72% of overhead irrigation water is lost to evaporation. Misting would likely loose even more.
Plus this is putting lots of water on plants for fungus to grow.

For my own purposes, I'm doing a water set up using flex hose with holes put where needed, but will not spray on plants.
Also lots of mulching and adding of organic material.

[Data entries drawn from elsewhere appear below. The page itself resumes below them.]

//! Entity records and identifiers.

use serde::{de::DeserializeOwned, Deserialize, Serialize};
use serde_json::{Map, Value};
use std::fmt;

/// Name of the identifying field every entity carries.
pub const ID_FIELD: &str = "id";

/// Identifier of an entity: servers hand out either strings or integers.
#[derive(Debug, Clone, PartialEq, Eq, Hash, Serialize, Deserialize)]
#[serde(untagged)]
pub enum EntityId {
  Int(i64),
  Str(String),
}

impl EntityId {
  /// Read an id out of a JSON value. Anything but a string or an integer is
  /// not an id.
  pub fn from_value(value: &Value) -> Option<Self> {
    match value {
      Value::String(s) => Some(EntityId::Str(s.clone())),
      Value::Number(n) => n.as_i64().map(EntityId::Int),
      _ => None,
    }
  }

  /// Empty strings and zero count as "no id": updates with such an id skip
  /// the optimistic cache write.
  pub fn is_falsy(&self) -> bool {
    match self {
      EntityId::Int(n) => *n == 0,
      EntityId::Str(s) => s.is_empty(),
    }
  }
}

impl fmt::Display for EntityId {
  fn fmt(&self, f: &mut fmt::Formatter<'_>) -> fmt::Result {
    match self {
      EntityId::Int(n) => write!(f, "{}", n),
      EntityId::Str(s) => f.write_str(s),
    }
  }
}

impl From<&str> for EntityId {
  fn from(s: &str) -> Self {
    EntityId::Str(s.to_string())
  }
}

impl From<String> for EntityId {
  fn from(s: String) -> Self {
    EntityId::Str(s)
  }
}

impl From<i64> for EntityId {
  fn from(n: i64) -> Self {
    EntityId::Int(n)
  }
}

/// A server-defined record that can be fetched and cached.
///
/// Only the id is interpreted; every other field passes through untouched.
pub trait Entity: Clone + Send + Sync + Serialize + DeserializeOwned + 'static {
  /// The record's id, if the server sent one.
  fn entity_id(&self) -> Option<EntityId>;
}

/// Untyped entity: a JSON object with an `id` field.
#[derive(Debug, Clone, Default, PartialEq, Serialize, Deserialize)]
#[serde(transparent)]
pub struct Record(pub Map<String, Value>);

impl Record {
  pub fn get(&self, field: &str) -> Option<&Value> {
    self.0.get(field)
  }
}

impl Entity for Record {
  fn entity_id(&self) -> Option<EntityId> {
    self.0.get(ID_FIELD).and_then(EntityId::from_value)
  }
}

/// Result body of a delete call.
#[derive(Debug, Clone, PartialEq, Eq, Serialize, Deserialize)]
pub struct DeleteResult {
  pub success: bool,
  pub id: EntityId,
}

/// Serialize a request body that must be a JSON object (create/update).
pub(crate) fn to_object<B: Serialize + ?Sized>(body: &B) -> Result<Map<String, Value>, String> {
  match serde_json::to_value(body).map_err(|e| e.to_string())? {
    Value::Object(map) => Ok(map),
    other => Err(format!("expected a JSON object, got {}", other)),
  }
}

/// Drop the id from an update patch. Ids never change through an update.
pub(crate) fn strip_id(mut patch: Map<String, Value>) -> Map<String, Value> {
  patch.remove(ID_FIELD);
  patch
}

/// Shallow merge: top-level fields of `patch` replace those of `target`.
/// Non-object targets are left alone.
pub(crate) fn merge_patch(target: &mut Value, patch: &Map<String, Value>) {
  if let Value::Object(fields) = target {
    for (k, v) in patch {
      fields.insert(k.clone(), v.clone());
    }
  }
}

#[cfg(test)]
mod tests {
  use super::*;
  use serde_json::json;

  #[test]
  fn test_id_from_value() {
    assert_eq!(EntityId::from_value(&json!("42")), Some(EntityId::from("42")));
    assert_eq!(EntityId::from_value(&json!(7)), Some(EntityId::Int(7)));
    assert_eq!(EntityId::from_value(&json!(null)), None);
    assert_eq!(EntityId::from_value(&json!(1.5)), None);
  }

  #[test]
  fn test_falsy_ids() {
    assert!(EntityId::from("").is_falsy());
    assert!(EntityId::Int(0).is_falsy());
    assert!(!EntityId::from("0").is_falsy());
    assert!(!EntityId::Int(5).is_falsy());
  }

  #[test]
  fn test_record_id() {
    let record: Record = serde_json::from_value(json!({"id": 5, "name": "Acme"})).unwrap();
    assert_eq!(record.entity_id(), Some(EntityId::Int(5)));

    let anonymous: Record = serde_json::from_value(json!({"name": "Acme"})).unwrap();
    assert_eq!(anonymous.entity_id(), None);
  }

  #[test]
  fn test_strip_id_and_merge() {
    let patch = strip_id(to_object(&json!({"id": 99, "name": "x"})).unwrap());
    let mut cached = json!({"id": 5, "name": "old", "status": "open"});
    merge_patch(&mut cached, &patch);
    assert_eq!(cached, json!({"id": 5, "name": "x", "status": "open"}));
  }

  #[test]
  fn test_to_object_rejects_scalars() {
    assert!(to_object(&json!([1, 2])).is_err());
    assert!(to_object(&json!("name")).is_err());
  }

  #[test]
  fn test_delete_result_accepts_numeric_id() {
    let result: DeleteResult = serde_json::from_value(json!({"success": true, "id": 7})).unwrap();
    assert_eq!(result.id, EntityId::Int(7));
  }
}
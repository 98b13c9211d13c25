use color_eyre::{eyre::eyre, Result};
use serde::Deserialize;
use std::path::{Path, PathBuf};

use crudcache::api::DEFAULT_PAGE_SIZE;

/// Environment variable overriding `api.base_url`.
pub const BASE_URL_ENV: &str = "CRUDCACHE_BASE_URL";

#[derive(Debug, Clone, Deserialize)]
pub struct Config {
  pub api: ApiConfig,
  /// Default page size for paged lists
  #[serde(default = "default_page_size")]
  pub page_size: u32,
  #[serde(default)]
  pub cache: CacheConfig,
  /// Write logs to a daily file in this directory instead of stderr
  pub log_dir: Option<PathBuf>,
}

#[derive(Debug, Clone, Deserialize)]
pub struct ApiConfig {
  pub base_url: String,
  #[serde(default = "default_timeout_secs")]
  pub timeout_secs: u64,
}

#[derive(Debug, Clone, Default, Deserialize)]
pub struct CacheConfig {
  #[serde(default)]
  pub backend: CacheBackend,
  /// SQLite database path (defaults to the user data directory)
  pub path: Option<PathBuf>,
}

#[derive(Debug, Clone, Copy, Default, Deserialize, PartialEq, Eq)]
#[serde(rename_all = "lowercase")]
pub enum CacheBackend {
  /// Cache lives for the duration of the process
  #[default]
  Memory,
  /// Cache persisted in SQLite
  Sqlite,
}

fn default_page_size() -> u32 {
  DEFAULT_PAGE_SIZE
}

fn default_timeout_secs() -> u64 {
  30
}

impl Config {
  /// Load configuration.
  ///
  /// Search order:
  /// 1. Explicit path if provided
  /// 2. ./crudcache.yaml (current directory)
  /// 3. $XDG_CONFIG_HOME/crudcache/config.yaml
  ///
  /// Without a file, `CRUDCACHE_BASE_URL` alone is enough.
  pub fn load(explicit_path: Option<&Path>) -> Result<Self> {
    let path = if let Some(p) = explicit_path {
      if p.exists() {
        Some(p.to_path_buf())
      } else {
        return Err(eyre!("Config file not found: {}", p.display()));
      }
    } else {
      Self::find_config_file()
    };

    let base_url_override = std::env::var(BASE_URL_ENV).ok();

    let config = match (path, base_url_override.clone()) {
      (Some(p), _) => Self::load_from_path(&p)?,
      (None, Some(base_url)) => Self::from_base_url(base_url),
      (None, None) => {
        return Err(eyre!(
          "No configuration file found. Create one at ~/.config/crudcache/config.yaml \
           or set {}.",
          BASE_URL_ENV
        ))
      }
    };

    let config = match base_url_override {
      Some(base_url) => Config {
        api: ApiConfig {
          base_url,
          ..config.api
        },
        ..config
      },
      None => config,
    };

    config.validate()?;
    Ok(config)
  }

  fn find_config_file() -> Option<PathBuf> {
    let local = PathBuf::from("crudcache.yaml");
    if local.exists() {
      return Some(local);
    }

    if let Some(config_dir) = dirs::config_dir() {
      let xdg_path = config_dir.join("crudcache").join("config.yaml");
      if xdg_path.exists() {
        return Some(xdg_path);
      }
    }

    None
  }

  fn load_from_path(path: &Path) -> Result<Self> {
    let contents = std::fs::read_to_string(path)
      .map_err(|e| eyre!("Failed to read config file {}: {}", path.display(), e))?;

    Self::parse(&contents).map_err(|e| eyre!("Failed to parse config file {}: {}", path.display(), e))
  }

  fn parse(contents: &str) -> Result<Self> {
    Ok(serde_yaml::from_str(contents)?)
  }

  fn from_base_url(base_url: String) -> Self {
    Self {
      api: ApiConfig {
        base_url,
        timeout_secs: default_timeout_secs(),
      },
      page_size: default_page_size(),
      cache: CacheConfig::default(),
      log_dir: None,
    }
  }

  fn validate(&self) -> Result<()> {
    if self.page_size == 0 {
      return Err(eyre!("page_size must be greater than zero"));
    }
    if self.api.timeout_secs == 0 {
      return Err(eyre!("api.timeout_secs must be greater than zero"));
    }
    url::Url::parse(&self.api.base_url)
      .map_err(|e| eyre!("Invalid api.base_url {}: {}", self.api.base_url, e))?;
    Ok(())
  }
}
//! REST access: transport, per-entity modules and the client that hands
//! them out.

mod client;
mod entity_api;
mod http;
mod transport;

pub use client::Client;
pub use entity_api::{EntityApi, DEFAULT_PAGE_SIZE};
pub use http::HttpTransport;
pub use transport::{Method, Request, Response, Transport};
//! Application-level handle owning the transport and the cache.

use std::sync::Arc;

use super::entity_api::{EntityApi, DEFAULT_PAGE_SIZE};
use super::transport::Transport;
use crate::cache::CacheStore;
use crate::entity::Entity;

/// One transport and one cache, shared by every entity module it creates.
///
/// ```ignore
/// let client = Client::new(HttpTransport::new(url, timeout)?, CacheStore::new());
/// let invoices = client.entity::<Record>("Invoice");
/// let agents = client.entity_at::<Agent>("Agent", "directory/agents");
/// ```
#[derive(Clone)]
pub struct Client {
  transport: Arc<dyn Transport>,
  cache: CacheStore,
  page_size: u32,
}

impl Client {
  pub fn new(transport: impl Transport + 'static, cache: CacheStore) -> Self {
    Self {
      transport: Arc::new(transport),
      cache,
      page_size: DEFAULT_PAGE_SIZE,
    }
  }

  /// Default page size for the modules created from now on.
  pub fn with_page_size(mut self, size: u32) -> Self {
    self.page_size = size;
    self
  }

  pub fn cache(&self) -> &CacheStore {
    &self.cache
  }

  /// Module for `entity_type` served at the path of the same name.
  pub fn entity<T: Entity>(&self, entity_type: &str) -> EntityApi<T> {
    self.entity_at(entity_type, entity_type)
  }

  /// Module for `entity_type` served at `base_path`.
  pub fn entity_at<T: Entity>(&self, entity_type: &str, base_path: &str) -> EntityApi<T> {
    EntityApi::new(
      entity_type,
      base_path,
      Arc::clone(&self.transport),
      self.cache.clone(),
    )
    .with_page_size(self.page_size)
  }
}

#[cfg(test)]
mod tests {
  use super::*;
  use crate::api::Method;
  use crate::cache::{EntryStatus, QueryKey};
  use crate::entity::{EntityId, Record};
  use crate::testing::MockTransport;
  use serde::{Deserialize, Serialize};
  use serde_json::json;

  #[derive(Debug, Clone, Serialize, Deserialize)]
  struct Agent {
    id: i64,
    name: String,
  }

  impl Entity for Agent {
    fn entity_id(&self) -> Option<EntityId> {
      Some(EntityId::Int(self.id))
    }
  }

  #[tokio::test]
  async fn test_modules_share_one_cache() {
    let mock = MockTransport::new();
    mock
      .respond(Method::Get, "Agent/1", 200, json!({"id": 1, "name": "Ann"}))
      .respond(Method::Get, "Invoice", 200, json!([]));
    let client = Client::new(mock.clone(), CacheStore::new());

    let agents = client.entity::<Agent>("Agent");
    let invoices = client.entity::<Record>("Invoice");

    let agent = agents.get(&EntityId::Int(1)).await.unwrap();
    assert_eq!(agent.name, "Ann");
    invoices.list_all(None).await.unwrap();

    let cache = client.cache();
    assert_eq!(
      cache.status(&QueryKey::get("Agent", &EntityId::Int(1))),
      EntryStatus::Populated
    );
    assert_eq!(
      cache.status(&QueryKey::list_all("Invoice", None)),
      EntryStatus::Populated
    );
  }

  #[tokio::test]
  async fn test_page_size_is_passed_down() {
    let mock = MockTransport::new();
    mock.respond(Method::Get, "directory/agents", 200, json!([]));
    let client = Client::new(mock.clone(), CacheStore::new()).with_page_size(50);

    let agents = client.entity_at::<Agent>("Agent", "directory/agents");
    agents.list_paged(1, None, None).await.unwrap();

    assert_eq!(mock.requests()[0].target(), "directory/agents?page=1&size=50");
  }
}
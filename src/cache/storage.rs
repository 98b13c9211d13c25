//! Cache storage trait with in-memory and SQLite implementations.

use chrono::{DateTime, Utc};
use rusqlite::{params, Connection};
use serde_json::Value;
use std::collections::HashMap;
use std::path::{Path, PathBuf};
use std::sync::{Mutex, MutexGuard, PoisonError};

use super::tag::CacheTag;
use crate::error::{ApiError, ApiResult};

/// A cached value together with the tags it provides.
#[derive(Debug, Clone, PartialEq)]
pub struct StoredEntry {
  /// Human readable query description
  pub description: String,
  /// Last fetched (or optimistically patched) response body
  pub value: Value,
  /// Tags this entry provides
  pub tags: Vec<CacheTag>,
  /// When the value was fetched
  pub cached_at: DateTime<Utc>,
  /// Whether a mutation has invalidated the entry since it was fetched
  pub invalidated: bool,
}

/// Trait for cache storage backends.
///
/// Backends hold values only. Entry status and subscribers are kept by the
/// [`CacheStore`](super::CacheStore).
pub trait CacheStorage: Send + Sync {
  /// Get the entry stored under a query hash.
  fn load(&self, key: &str) -> ApiResult<Option<StoredEntry>>;

  /// Insert or replace the entry under a query hash.
  fn save(&self, key: &str, entry: &StoredEntry) -> ApiResult<()>;

  /// Remove one entry. Missing keys are not an error.
  fn remove(&self, key: &str) -> ApiResult<()>;

  /// Every stored entry, used to rebuild entry metadata on startup.
  fn load_all(&self) -> ApiResult<Vec<(String, StoredEntry)>>;

  /// Drop everything.
  fn clear(&self) -> ApiResult<()>;
}

/// Process-local storage; the default backend.
#[derive(Default)]
pub struct MemoryStorage {
  entries: Mutex<HashMap<String, StoredEntry>>,
}

impl MemoryStorage {
  pub fn new() -> Self {
    Self::default()
  }

  fn entries(&self) -> MutexGuard<'_, HashMap<String, StoredEntry>> {
    self.entries.lock().unwrap_or_else(PoisonError::into_inner)
  }
}

impl CacheStorage for MemoryStorage {
  fn load(&self, key: &str) -> ApiResult<Option<StoredEntry>> {
    Ok(self.entries().get(key).cloned())
  }

  fn save(&self, key: &str, entry: &StoredEntry) -> ApiResult<()> {
    self.entries().insert(key.to_string(), entry.clone());
    Ok(())
  }

  fn remove(&self, key: &str) -> ApiResult<()> {
    self.entries().remove(key);
    Ok(())
  }

  fn load_all(&self) -> ApiResult<Vec<(String, StoredEntry)>> {
    Ok(
      self
        .entries()
        .iter()
        .map(|(k, v)| (k.clone(), v.clone()))
        .collect(),
    )
  }

  fn clear(&self) -> ApiResult<()> {
    self.entries().clear();
    Ok(())
  }
}

/// SQLite-based cache storage, persisted across process runs.
pub struct SqliteStorage {
  conn: Mutex<Connection>,
}

impl SqliteStorage {
  /// Open (or create) the cache database at the default location.
  pub fn open_default() -> ApiResult<Self> {
    Self::open(&Self::default_path()?)
  }

  /// Open (or create) the cache database at `path`.
  pub fn open(path: &Path) -> ApiResult<Self> {
    if let Some(parent) = path.parent() {
      std::fs::create_dir_all(parent)
        .map_err(|e| ApiError::Cache(format!("Failed to create cache directory: {}", e)))?;
    }

    let conn = Connection::open(path).map_err(|e| {
      ApiError::Cache(format!(
        "Failed to open cache database at {}: {}",
        path.display(),
        e
      ))
    })?;

    let storage = Self {
      conn: Mutex::new(conn),
    };
    storage.run_migrations()?;

    Ok(storage)
  }

  /// `<data_dir>/crudcache/cache.db`
  pub fn default_path() -> ApiResult<PathBuf> {
    let data_dir = dirs::data_dir()
      .or_else(|| dirs::home_dir().map(|p| p.join(".local/share")))
      .ok_or_else(|| ApiError::Cache("Could not determine data directory".to_string()))?;

    Ok(data_dir.join("crudcache").join("cache.db"))
  }

  fn conn(&self) -> MutexGuard<'_, Connection> {
    self.conn.lock().unwrap_or_else(PoisonError::into_inner)
  }

  fn run_migrations(&self) -> ApiResult<()> {
    self
      .conn()
      .execute_batch(CACHE_SCHEMA)
      .map_err(|e| ApiError::Cache(format!("Failed to run cache migrations: {}", e)))
  }
}

const CACHE_SCHEMA: &str = r#"
CREATE TABLE IF NOT EXISTS cache_entries (
    query_hash TEXT PRIMARY KEY,
    description TEXT NOT NULL,
    data BLOB NOT NULL,
    tags TEXT NOT NULL,
    invalidated INTEGER NOT NULL DEFAULT 0,
    cached_at TEXT NOT NULL
);
"#;

type EntryRow = (String, Vec<u8>, String, bool, String);

fn decode_row((description, data, tags, invalidated, cached_at): EntryRow) -> ApiResult<StoredEntry> {
  let value = serde_json::from_slice(&data)
    .map_err(|e| ApiError::Cache(format!("Failed to deserialize cached value: {}", e)))?;
  let tags = serde_json::from_str(&tags)
    .map_err(|e| ApiError::Cache(format!("Failed to deserialize cache tags: {}", e)))?;
  let cached_at = DateTime::parse_from_rfc3339(&cached_at)
    .map(|dt| dt.with_timezone(&Utc))
    .map_err(|e| ApiError::Cache(format!("Failed to parse datetime '{}': {}", cached_at, e)))?;

  Ok(StoredEntry {
    description,
    value,
    tags,
    cached_at,
    invalidated,
  })
}

impl CacheStorage for SqliteStorage {
  fn load(&self, key: &str) -> ApiResult<Option<StoredEntry>> {
    let conn = self.conn();
    let mut stmt = conn.prepare(
      "SELECT description, data, tags, invalidated, cached_at FROM cache_entries
       WHERE query_hash = ?",
    )?;

    let mut rows = stmt.query_map(params![key], |row| {
      Ok((row.get(0)?, row.get(1)?, row.get(2)?, row.get(3)?, row.get(4)?))
    })?;

    match rows.next() {
      Some(row) => Ok(Some(decode_row(row?)?)),
      None => Ok(None),
    }
  }

  fn save(&self, key: &str, entry: &StoredEntry) -> ApiResult<()> {
    let data = serde_json::to_vec(&entry.value)
      .map_err(|e| ApiError::Cache(format!("Failed to serialize cached value: {}", e)))?;
    let tags = serde_json::to_string(&entry.tags)
      .map_err(|e| ApiError::Cache(format!("Failed to serialize cache tags: {}", e)))?;

    self.conn().execute(
      "INSERT OR REPLACE INTO cache_entries (query_hash, description, data, tags, invalidated, cached_at)
       VALUES (?, ?, ?, ?, ?, ?)",
      params![
        key,
        entry.description,
        data,
        tags,
        entry.invalidated,
        entry.cached_at.to_rfc3339()
      ],
    )?;

    Ok(())
  }

  fn remove(&self, key: &str) -> ApiResult<()> {
    self
      .conn()
      .execute("DELETE FROM cache_entries WHERE query_hash = ?", params![key])?;
    Ok(())
  }

  fn load_all(&self) -> ApiResult<Vec<(String, StoredEntry)>> {
    let conn = self.conn();
    let mut stmt = conn.prepare(
      "SELECT query_hash, description, data, tags, invalidated, cached_at FROM cache_entries",
    )?;

    let rows: Vec<(String, EntryRow)> = stmt
      .query_map([], |row| {
        Ok((
          row.get(0)?,
          (row.get(1)?, row.get(2)?, row.get(3)?, row.get(4)?, row.get(5)?),
        ))
      })?
      .collect::<Result<_, _>>()?;

    rows
      .into_iter()
      .map(|(key, row)| Ok((key, decode_row(row)?)))
      .collect()
  }

  fn clear(&self) -> ApiResult<()> {
    self.conn().execute("DELETE FROM cache_entries", [])?;
    Ok(())
  }
}

#[cfg(test)]
mod tests {
  use super::*;
  use serde_json::json;

  fn entry(value: Value) -> StoredEntry {
    StoredEntry {
      description: "Invoice 1".to_string(),
      value,
      tags: vec![CacheTag::list("Invoice")],
      cached_at: Utc::now(),
      invalidated: false,
    }
  }

  #[test]
  fn test_memory_roundtrip_and_remove() {
    let storage = MemoryStorage::new();
    storage.save("k", &entry(json!({"id": "1"}))).unwrap();
    assert_eq!(storage.load("k").unwrap().unwrap().value, json!({"id": "1"}));

    storage.remove("k").unwrap();
    assert!(storage.load("k").unwrap().is_none());
  }

  #[test]
  fn test_sqlite_persists_across_connections() {
    let dir = tempfile::tempdir().unwrap();
    let path = dir.path().join("nested").join("cache.db");

    let original = entry(json!({"id": "1", "name": "Acme"}));
    {
      let storage = SqliteStorage::open(&path).unwrap();
      storage.save("k", &original).unwrap();
    }

    let reopened = SqliteStorage::open(&path).unwrap();
    let loaded = reopened.load("k").unwrap().unwrap();
    assert_eq!(loaded.value, original.value);
    assert_eq!(loaded.tags, original.tags);
    assert_eq!(loaded.cached_at.timestamp(), original.cached_at.timestamp());
    assert!(!loaded.invalidated);

    let all = reopened.load_all().unwrap();
    assert_eq!(all.len(), 1);
    assert_eq!(all[0].0, "k");
  }

  #[test]
  fn test_sqlite_replace_and_clear() {
    let dir = tempfile::tempdir().unwrap();
    let storage = SqliteStorage::open(&dir.path().join("cache.db")).unwrap();

    storage.save("k", &entry(json!([]))).unwrap();
    let mut replaced = entry(json!([{"id": "2"}]));
    replaced.invalidated = true;
    storage.save("k", &replaced).unwrap();

    let loaded = storage.load("k").unwrap().unwrap();
    assert_eq!(loaded.value, json!([{"id": "2"}]));
    assert!(loaded.invalidated);

    storage.clear().unwrap();
    assert!(storage.load_all().unwrap().is_empty());
  }
}
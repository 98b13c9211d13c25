//! reqwest-backed transport.

use async_trait::async_trait;
use reqwest::header::{HeaderMap, HeaderValue, ACCEPT, USER_AGENT};
use std::time::Duration;
use tracing::debug;
use url::Url;

use super::transport::{Method, Request, Response, Transport};
use crate::error::{ApiError, ApiResult};

const USER_AGENT_VALUE: &str = concat!("crudcache/", env!("CARGO_PKG_VERSION"));

/// Sends requests to `<base_url>/<path>` over HTTP.
#[derive(Debug, Clone)]
pub struct HttpTransport {
  client: reqwest::Client,
  base_url: String,
}

impl HttpTransport {
  pub fn new(base_url: &str, timeout: Duration) -> ApiResult<Self> {
    let parsed = Url::parse(base_url).map_err(|e| ApiError::InvalidBaseUrl {
      url: base_url.to_string(),
      message: e.to_string(),
    })?;
    if parsed.cannot_be_a_base() {
      return Err(ApiError::InvalidBaseUrl {
        url: base_url.to_string(),
        message: "not a base URL".to_string(),
      });
    }

    let mut default_headers = HeaderMap::new();
    default_headers.insert(USER_AGENT, HeaderValue::from_static(USER_AGENT_VALUE));
    default_headers.insert(ACCEPT, HeaderValue::from_static("application/json"));

    let client = reqwest::Client::builder()
      .timeout(timeout)
      .default_headers(default_headers)
      .build()
      .map_err(|e| ApiError::Network {
        path: base_url.to_string(),
        message: format!("failed to create HTTP client: {}", e),
      })?;

    Ok(Self {
      client,
      base_url: base_url.trim_end_matches('/').to_string(),
    })
  }

  pub fn base_url(&self) -> &str {
    &self.base_url
  }
}

#[async_trait]
impl Transport for HttpTransport {
  async fn send(&self, request: Request) -> ApiResult<Response> {
    let url = format!("{}/{}", self.base_url, request.target());
    debug!(method = request.method.as_str(), url = %url, "sending request");

    let method = match request.method {
      Method::Get => reqwest::Method::GET,
      Method::Post => reqwest::Method::POST,
      Method::Put => reqwest::Method::PUT,
      Method::Delete => reqwest::Method::DELETE,
    };

    let mut builder = self.client.request(method, &url);
    if let Some(body) = &request.body {
      builder = builder.json(body);
    }

    let network_error = |e: reqwest::Error| ApiError::Network {
      path: request.path.clone(),
      message: e.to_string(),
    };

    let response = builder.send().await.map_err(network_error)?;
    let status = response.status().as_u16();
    let body = response.text().await.map_err(network_error)?;
    debug!(status, url = %url, "response received");

    Ok(Response::new(status, body))
  }
}
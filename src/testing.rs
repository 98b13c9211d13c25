//! In-memory transport for unit tests.

use async_trait::async_trait;
use serde_json::Value;
use std::collections::{HashMap, VecDeque};
use std::sync::{Arc, Mutex};
use std::time::Duration;
use tokio::sync::Notify;

use crate::api::{Method, Request, Response, Transport};
use crate::error::ApiResult;

#[derive(Default)]
struct MockState {
  routes: HashMap<(Method, String), VecDeque<Response>>,
  requests: Vec<Request>,
}

/// Scripted transport. Responses are matched on method and path (query
/// string ignored) and consumed in order; the last one for a route repeats.
/// Unscripted routes answer 404.
///
/// A gated transport holds every request until [`release`](Self::release).
#[derive(Clone, Default)]
pub(crate) struct MockTransport {
  state: Arc<Mutex<MockState>>,
  gate: Option<Arc<Notify>>,
}

impl MockTransport {
  pub fn new() -> Self {
    Self::default()
  }

  pub fn gated() -> Self {
    Self {
      state: Arc::default(),
      gate: Some(Arc::new(Notify::new())),
    }
  }

  pub fn respond(&self, method: Method, path: &str, status: u16, body: Value) -> &Self {
    let response = if body.is_null() {
      Response::new(status, "")
    } else {
      Response::json(status, &body)
    };
    self
      .state
      .lock()
      .unwrap()
      .routes
      .entry((method, path.to_string()))
      .or_default()
      .push_back(response);
    self
  }

  /// Let one held request through.
  pub fn release(&self) {
    if let Some(gate) = &self.gate {
      gate.notify_one();
    }
  }

  pub fn requests(&self) -> Vec<Request> {
    self.state.lock().unwrap().requests.clone()
  }

  /// Wait until `n` requests have been received.
  pub async fn wait_for_requests(&self, n: usize) {
    for _ in 0..500 {
      if self.requests().len() >= n {
        return;
      }
      tokio::time::sleep(Duration::from_millis(1)).await;
    }
    panic!("expected {} requests, got {}", n, self.requests().len());
  }
}

#[async_trait]
impl Transport for MockTransport {
  async fn send(&self, request: Request) -> ApiResult<Response> {
    let route = (request.method, request.path.clone());
    self.state.lock().unwrap().requests.push(request);

    if let Some(gate) = &self.gate {
      gate.notified().await;
    }

    let mut state = self.state.lock().unwrap();
    let response = match state.routes.get_mut(&route) {
      Some(queue) if queue.len() > 1 => queue.pop_front(),
      Some(queue) => queue.front().cloned(),
      None => None,
    };
    Ok(response.unwrap_or_else(|| Response::new(404, "")))
  }
}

I know we don't lose 72% of the water to evaporation with our sprinklers, there is just no way. We would have to water each area for hours to get everything saturated if this was the case. I've tried other ways to water and they don't work as well. I've done it by hand (would take me 2 full days to actually get it water properly) and I've tried drip hoses (don't last one full season), I've made drip lines from PVC but since we use pine bark for our snoring medium it does not saturate the area but goes right through the bark where the holes are). Plus 50% of our plants are in pots and overhead watering is the only way to get them watered good.
During non-bloom season we water early in the morning so nothing stays wet very long for it to cause issues. Even watering early evening they don't. The plants stay wetter for longer from the natural moisture here than when we water.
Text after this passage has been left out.